Alors que les réunions publiques proposées par la Commission nationale du débat public sur le projet Cigeo (Centre industriel de stockage géologique) se révèlent impossibles à tenir du fait d’une forte opposition à leur tenue, il peut être utile de s’interroger sur la pertinence de ce projet dans le cadre de l’ensemble des questions soulevées par l’aval du cycle nucléaire, plutôt que de tenter de cantonner le débat à un projet qui est loin d’être à la dimension des questions posées et qui, même dans sa propre logique, est très contestable.
Pour sortir de la situation actuelle par le haut, il faudrait se donner le temps de faire le tour des questions liées au devenir de l’ensemble des matières radioactives dangereuses selon les scénarios qui sortiront du débat national sur la transition énergétique et selon les évolutions des technologies nucléaires ?
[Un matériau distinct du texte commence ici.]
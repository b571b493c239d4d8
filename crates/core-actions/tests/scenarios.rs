//! End-to-end scenarios: the editor driven through raw key events, exactly
//! as the event loop would deliver them.

use core_actions::Editor;
use core_config::Config;
use core_events::{Event, KeyCode, KeyEvent};

fn editor_with(content: &[u8]) -> (Editor, tempfile::TempDir) {
    let dir = tempfile::tempdir().unwrap();
    let path = dir.path().join("t.txt");
    std::fs::write(&path, content).unwrap();
    let mut ed = Editor::new(Config::default(), &[path]);
    ed.resize(80, 24);
    (ed, dir)
}

fn key(ed: &mut Editor, k: KeyEvent) -> bool {
    ed.handle_event(&Event::Key(k))
}

fn type_str(ed: &mut Editor, s: &str) {
    for c in s.chars() {
        key(ed, KeyEvent::ch(c));
    }
}

fn contents(ed: &Editor) -> Vec<u8> {
    ed.active_view().buf().borrow().contents()
}

fn cursor(ed: &Editor) -> (usize, usize) {
    let c = ed.active_view().loc.cursor;
    (c.line_num, c.boffset)
}

#[test]
fn word_merge_single_undo_step() {
    let (mut ed, _dir) = editor_with(b"foo");
    key(&mut ed, KeyEvent::ctrl('e'));
    type_str(&mut ed, "bar");
    assert_eq!(contents(&ed), b"foobar");

    // one open group holding one merged insert action
    {
        let buf = ed.active_view().buf().borrow();
        let g = buf.history.current();
        assert_eq!(g.actions.len(), 1);
        assert_eq!(g.actions[0].data, b"bar");
    }

    key(&mut ed, KeyEvent::ctrl('/'));
    assert_eq!(contents(&ed), b"foo");
    assert_eq!(cursor(&ed), (1, 3));

    // C-x C-/ redoes
    key(&mut ed, KeyEvent::ctrl('x'));
    key(&mut ed, KeyEvent::ctrl('/'));
    assert_eq!(contents(&ed), b"foobar");
    assert_eq!(cursor(&ed), (1, 6));
}

#[test]
fn return_splits_without_auto_indent() {
    let (mut ed, _dir) = editor_with(b"hello world");
    for _ in 0..5 {
        key(&mut ed, KeyEvent::ctrl('f'));
    }
    key(&mut ed, KeyEvent::plain(KeyCode::Enter));
    assert_eq!(contents(&ed), b"hello\n world");
    assert_eq!(cursor(&ed), (2, 0));
}

#[test]
fn ctrl_j_auto_indents() {
    let (mut ed, _dir) = editor_with(b"\t\tcode");
    key(&mut ed, KeyEvent::ctrl('e'));
    key(&mut ed, KeyEvent::ctrl('j'));
    assert_eq!(contents(&ed), b"\t\tcode\n\t\t");
    assert_eq!(cursor(&ed), (2, 2));
}

#[test]
fn isearch_finds_fails_and_wraps() {
    let (mut ed, _dir) = editor_with(b"abc\ndef\nabc");
    key(&mut ed, KeyEvent::ctrl('n')); // to line 2
    assert_eq!(cursor(&ed), (2, 0));

    key(&mut ed, KeyEvent::ctrl('s'));
    type_str(&mut ed, "abc");
    // match on line 3; forward search leaves the cursor past the match
    assert_eq!(cursor(&ed), (3, 3));
    {
        let v = ed.active_view();
        assert_eq!(v.loc.cursor.line_num, 3);
    }

    // same direction again: no further match → failing
    key(&mut ed, KeyEvent::ctrl('s'));
    assert_eq!(cursor(&ed), (3, 3), "failing search does not move");

    // once more: wraps to the top match
    key(&mut ed, KeyEvent::ctrl('s'));
    assert_eq!(cursor(&ed), (1, 3));

    // C-g cancels and restores the view decorations
    key(&mut ed, KeyEvent::ctrl('g'));
    assert!(ed.overlay.is_none());
}

#[test]
fn isearch_remembers_last_word() {
    let (mut ed, _dir) = editor_with(b"one two\ntwo");
    key(&mut ed, KeyEvent::ctrl('s'));
    type_str(&mut ed, "two");
    key(&mut ed, KeyEvent::plain(KeyCode::Enter));
    assert_eq!(ed.isearch_last_word, b"two");

    // an empty follow-up search recalls the remembered word
    key(&mut ed, KeyEvent::ctrl('a'));
    key(&mut ed, KeyEvent::ctrl('s'));
    key(&mut ed, KeyEvent::ctrl('s'));
    assert_eq!(cursor(&ed).0, 1);
    key(&mut ed, KeyEvent::ctrl('g'));
}

#[test]
fn kill_ring_accumulates_and_yanks() {
    let (mut ed, _dir) = editor_with(b"foo bar baz");
    for _ in 0..3 {
        key(&mut ed, KeyEvent::alt('d'));
    }
    assert_eq!(contents(&ed), b"");
    assert_eq!(ed.ctx.borrow().kill_buffer, b"foo bar baz");

    key(&mut ed, KeyEvent::ctrl('a')); // any movement command
    key(&mut ed, KeyEvent::ctrl('y'));
    assert_eq!(contents(&ed), b"foo bar baz");
}

#[test]
fn kill_line_joins_and_accumulates() {
    let (mut ed, _dir) = editor_with(b"foo\nbar");
    key(&mut ed, KeyEvent::ctrl('k')); // kills "foo"
    key(&mut ed, KeyEvent::ctrl('k')); // kills the newline
    assert_eq!(contents(&ed), b"bar");
    assert_eq!(ed.ctx.borrow().kill_buffer, b"foo\n");
}

#[test]
fn region_kill_copy_yank() {
    let (mut ed, _dir) = editor_with(b"alpha beta");
    // mark at start, cursor after "alpha"
    key(&mut ed, KeyEvent::new(KeyCode::Char(' '), core_events::KeyModifiers::CTRL));
    for _ in 0..5 {
        key(&mut ed, KeyEvent::ctrl('f'));
    }
    key(&mut ed, KeyEvent::ctrl('w'));
    assert_eq!(contents(&ed), b" beta");
    assert_eq!(ed.ctx.borrow().kill_buffer, b"alpha");

    key(&mut ed, KeyEvent::ctrl('e'));
    key(&mut ed, KeyEvent::ctrl('y'));
    assert_eq!(contents(&ed), b" betaalpha");
}

#[test]
fn window_split_switch_and_step_resize() {
    let (mut ed, _dir) = editor_with(b"text");
    key(&mut ed, KeyEvent::ctrl('x'));
    key(&mut ed, KeyEvent::ch('3'));
    assert_eq!(ed.tree.leaves().len(), 2);

    let leaves = ed.tree.leaves();
    let (left, right) = (leaves[0], leaves[1]);
    assert_eq!(ed.active, left);
    let lw = ed.tree.rect(left).width;
    let rw = ed.tree.rect(right).width;
    assert_eq!(lw + 1 + rw, 80);
    assert!(lw.abs_diff(rw) <= 1);

    key(&mut ed, KeyEvent::ctrl('x'));
    key(&mut ed, KeyEvent::ch('o'));
    assert_eq!(ed.active, right, "C-x o moves to the sibling leaf");

    // view-op mode: arrow-right grows the left side by one cell
    key(&mut ed, KeyEvent::ctrl('x'));
    key(&mut ed, KeyEvent::ch('w'));
    key(&mut ed, KeyEvent::plain(KeyCode::Right));
    assert_eq!(ed.tree.rect(left).width, lw + 1);
    assert_eq!(ed.tree.rect(right).width, rw - 1);
    key(&mut ed, KeyEvent::ctrl('g'));

    // kill the active view; the sibling takes the full width
    key(&mut ed, KeyEvent::ctrl('x'));
    key(&mut ed, KeyEvent::ch('0'));
    assert_eq!(ed.tree.leaves().len(), 1);
    assert_eq!(ed.tree.rect(ed.active).width, 80);
}

#[test]
fn edits_in_one_split_adjust_the_other() {
    let (mut ed, _dir) = editor_with(b"one\ntwo\nthree");
    key(&mut ed, KeyEvent::ctrl('x'));
    key(&mut ed, KeyEvent::ch('2')); // vertical split, same buffer
    let leaves = ed.tree.leaves();
    let other = leaves[1];

    // park the other view's cursor on line 3
    key(&mut ed, KeyEvent::ctrl('x'));
    key(&mut ed, KeyEvent::ch('o'));
    key(&mut ed, KeyEvent::ctrl('n'));
    key(&mut ed, KeyEvent::ctrl('n'));
    assert_eq!(cursor(&ed), (3, 0));
    key(&mut ed, KeyEvent::ctrl('x'));
    key(&mut ed, KeyEvent::ch('o')); // back to the first view

    // insert a line at the top through the first view
    key(&mut ed, KeyEvent::alt('<'));
    type_str(&mut ed, "zero");
    key(&mut ed, KeyEvent::ctrl('j'));
    assert_eq!(contents(&ed), b"zero\none\ntwo\nthree");
    assert_eq!(
        ed.tree.view(other).loc.cursor.line_num,
        4,
        "sibling view cursor pushed down"
    );
}

#[test]
fn quit_is_confirmed_when_buffers_are_dirty() {
    let (mut ed, _dir) = editor_with(b"x");
    type_str(&mut ed, "y");
    key(&mut ed, KeyEvent::ctrl('x'));
    let alive = key(&mut ed, KeyEvent::ctrl('c'));
    assert!(alive, "dirty buffer requires confirmation");
    assert!(ed.overlay.is_some());
    let alive = key(&mut ed, KeyEvent::ch('n'));
    assert!(alive);
    assert!(!ed.quit);

    key(&mut ed, KeyEvent::ctrl('x'));
    key(&mut ed, KeyEvent::ctrl('c'));
    let alive = key(&mut ed, KeyEvent::ch('y'));
    assert!(!alive, "confirmed quit stops the loop");
}

#[test]
fn clean_quit_needs_no_confirmation() {
    let (mut ed, _dir) = editor_with(b"x");
    key(&mut ed, KeyEvent::ctrl('x'));
    let alive = key(&mut ed, KeyEvent::ctrl('c'));
    assert!(!alive);
}

#[test]
fn save_runs_presave_cleanup() {
    let dir = tempfile::tempdir().unwrap();
    let path = dir.path().join("t.txt");
    std::fs::write(&path, b"keep").unwrap();
    let mut ed = Editor::new(Config::default(), &[path.clone()]);
    ed.resize(80, 24);

    key(&mut ed, KeyEvent::ctrl('e'));
    type_str(&mut ed, "  ");
    key(&mut ed, KeyEvent::ctrl('x'));
    key(&mut ed, KeyEvent::ctrl('s'));
    assert_eq!(std::fs::read(&path).unwrap(), b"keep\n");
    assert!(ed.active_view().buf().borrow().synced_with_disk());
}

#[test]
fn macro_record_and_replay() {
    let (mut ed, _dir) = editor_with(b"");
    key(&mut ed, KeyEvent::ctrl('x'));
    key(&mut ed, KeyEvent::ch('('));
    assert!(ed.recording);
    type_str(&mut ed, "ab");
    key(&mut ed, KeyEvent::ctrl('x'));
    key(&mut ed, KeyEvent::ch(')'));
    assert!(!ed.recording);
    assert_eq!(ed.keymacros.len(), 2, "the stopping C-x ) pair is trimmed");
    assert_eq!(contents(&ed), b"ab");

    key(&mut ed, KeyEvent::ctrl('x'));
    key(&mut ed, KeyEvent::ch('e'));
    assert_eq!(contents(&ed), b"abab");

    // in macro-repeat mode a bare `e` replays again
    key(&mut ed, KeyEvent::ch('e'));
    assert_eq!(contents(&ed), b"ababab");

    // any other key ends the mode and is handled normally
    key(&mut ed, KeyEvent::ch('x'));
    assert_eq!(contents(&ed), b"abababx");
}

#[test]
fn goto_line_prompt_centers_cursor() {
    let content: Vec<u8> = (1..=50)
        .map(|i| format!("line {i}"))
        .collect::<Vec<_>>()
        .join("\n")
        .into_bytes();
    let (mut ed, _dir) = editor_with(&content);
    key(&mut ed, KeyEvent::alt('g'));
    type_str(&mut ed, "30");
    key(&mut ed, KeyEvent::plain(KeyCode::Enter));
    assert_eq!(cursor(&ed).0, 30);
    assert!(ed.overlay.is_none());
}

#[test]
fn switch_buffer_by_name() {
    let dir = tempfile::tempdir().unwrap();
    let a = dir.path().join("aaa.txt");
    let b = dir.path().join("bbb.txt");
    std::fs::write(&a, b"A").unwrap();
    std::fs::write(&b, b"B").unwrap();
    let mut ed = Editor::new(Config::default(), &[a, b.clone()]);
    ed.resize(80, 24);
    assert_eq!(contents(&ed), b"A");

    key(&mut ed, KeyEvent::ctrl('x'));
    key(&mut ed, KeyEvent::ch('b'));
    // the prompt completes buffer names; type the full display name
    let name = b.to_string_lossy().into_owned();
    // clear whatever completion inserted, then type the target name
    for _ in 0..200 {
        key(&mut ed, KeyEvent::plain(KeyCode::Backspace));
    }
    type_str(&mut ed, &name);
    // a live completion session absorbs the first Enter as a commit
    key(&mut ed, KeyEvent::plain(KeyCode::Enter));
    if ed.overlay.is_some() {
        key(&mut ed, KeyEvent::plain(KeyCode::Enter));
    }
    assert_eq!(contents(&ed), b"B");
}

#[test]
fn region_indent_mode_repeats() {
    let (mut ed, _dir) = editor_with(b"a\nb");
    key(&mut ed, KeyEvent::ctrl('x'));
    key(&mut ed, KeyEvent::ch('>'));
    assert_eq!(contents(&ed), b"\ta\nb");
    key(&mut ed, KeyEvent::ch('>'));
    assert_eq!(contents(&ed), b"\t\ta\nb");
    key(&mut ed, KeyEvent::ch('<'));
    assert_eq!(contents(&ed), b"\ta\nb");
    // a non-indent key leaves the mode and acts normally
    key(&mut ed, KeyEvent::ctrl('e'));
    assert!(ed.overlay.is_none());
}

#[test]
fn word_case_commands() {
    let (mut ed, _dir) = editor_with(b"word next");
    key(&mut ed, KeyEvent::alt('u'));
    assert_eq!(contents(&ed), b"WORD next");
    key(&mut ed, KeyEvent::alt('b'));
    key(&mut ed, KeyEvent::alt('l'));
    assert_eq!(contents(&ed), b"word next");
    key(&mut ed, KeyEvent::alt('b'));
    key(&mut ed, KeyEvent::alt('c'));
    assert_eq!(contents(&ed), b"Word next");
}

#[test]
fn search_and_replace_over_region() {
    let (mut ed, _dir) = editor_with(b"aa bb aa\ncc aa");
    // region = whole buffer: mark at start, cursor at end
    key(&mut ed, KeyEvent::new(KeyCode::Char(' '), core_events::KeyModifiers::CTRL));
    key(&mut ed, KeyEvent::alt('>'));
    key(&mut ed, KeyEvent::ctrl('x'));
    key(&mut ed, KeyEvent::ctrl('r'));
    type_str(&mut ed, "aa");
    key(&mut ed, KeyEvent::plain(KeyCode::Enter));
    type_str(&mut ed, "XYZ");
    key(&mut ed, KeyEvent::plain(KeyCode::Enter));
    assert_eq!(contents(&ed), b"XYZ bb XYZ\ncc XYZ");
    assert_eq!(ed.s_and_r_last_word, b"aa");
    assert_eq!(ed.s_and_r_last_repl, b"XYZ");
}

#[test]
fn alt_slash_cycles_expansions() {
    let (mut ed, _dir) = editor_with(b"alpha beta\nal");
    key(&mut ed, KeyEvent::alt('>')); // cursor to end, after "al"
    key(&mut ed, KeyEvent::alt('/'));
    assert_eq!(contents(&ed), b"alpha beta\nalpha");
    // exhausted → restores and reports
    key(&mut ed, KeyEvent::alt('/'));
    assert_eq!(contents(&ed), b"alpha beta\nal");
    assert_eq!(ed.ctx.borrow().status(), "No further expansions found");
}

#[test]
fn undo_round_trip_restores_bytes_and_cursor() {
    let (mut ed, _dir) = editor_with(b"seed line\nsecond");
    let before = contents(&ed);
    let cursor_before = cursor(&ed);

    let script = [
        KeyEvent::ch('x'),
        KeyEvent::ch('y'),
        KeyEvent::ctrl('j'),
        KeyEvent::ch('z'),
        KeyEvent::ctrl('a'),
        KeyEvent::ctrl('k'),
        KeyEvent::alt('<'),
        KeyEvent::alt('d'),
    ];
    for k in script {
        key(&mut ed, k);
    }
    assert_ne!(contents(&ed), before);

    for _ in 0..script.len() {
        key(&mut ed, KeyEvent::ctrl('/'));
    }
    assert_eq!(contents(&ed), before);
    assert_eq!(cursor(&ed), cursor_before);
}

#[test]
fn fill_region_reflows_comments() {
    let (mut ed, _dir) = editor_with(b"// one two three four five six seven eight nine");
    key(&mut ed, KeyEvent::alt('q'));
    key(&mut ed, KeyEvent::plain(KeyCode::Enter)); // accept detected "//"
    // replace the default width with 20
    for _ in 0..4 {
        key(&mut ed, KeyEvent::plain(KeyCode::Backspace));
    }
    type_str(&mut ed, "20");
    key(&mut ed, KeyEvent::plain(KeyCode::Enter));

    let got = contents(&ed);
    let text = String::from_utf8(got).unwrap();
    assert!(text.lines().count() > 1, "line was wrapped: {text:?}");
    for line in text.lines() {
        assert!(line.starts_with("// "), "prefix re-applied: {line:?}");
        assert!(
            core_text::vlen(line.as_bytes(), 0) <= 20 || !line[3..].contains(' '),
            "line fits or is unbreakable: {line:?}"
        );
    }
}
Cela permettrait d’envisager plus sereinement les avantages et les inconvénients des différentes stratégies possibles avant de s’engager pour une centaine d’années dans ce projet contesté. (...)
Le projet Cigeo, centré sur le stockage d’un type précis de déchets HAVL dits « ultimes » aujourd’hui et pendant les cent ans qui viennent, a toutes chances d’être totalement inadapté au stockage de matières nucléaires dangereuses qui vont se révéler comme des déchets au cours du XXIe siècle, dont la composition et les caractéristiques ne sont pas connues et qui pourraient représenter jusqu’ à vingt fois les déchets considérés comme « ultimes » aujourd’hui.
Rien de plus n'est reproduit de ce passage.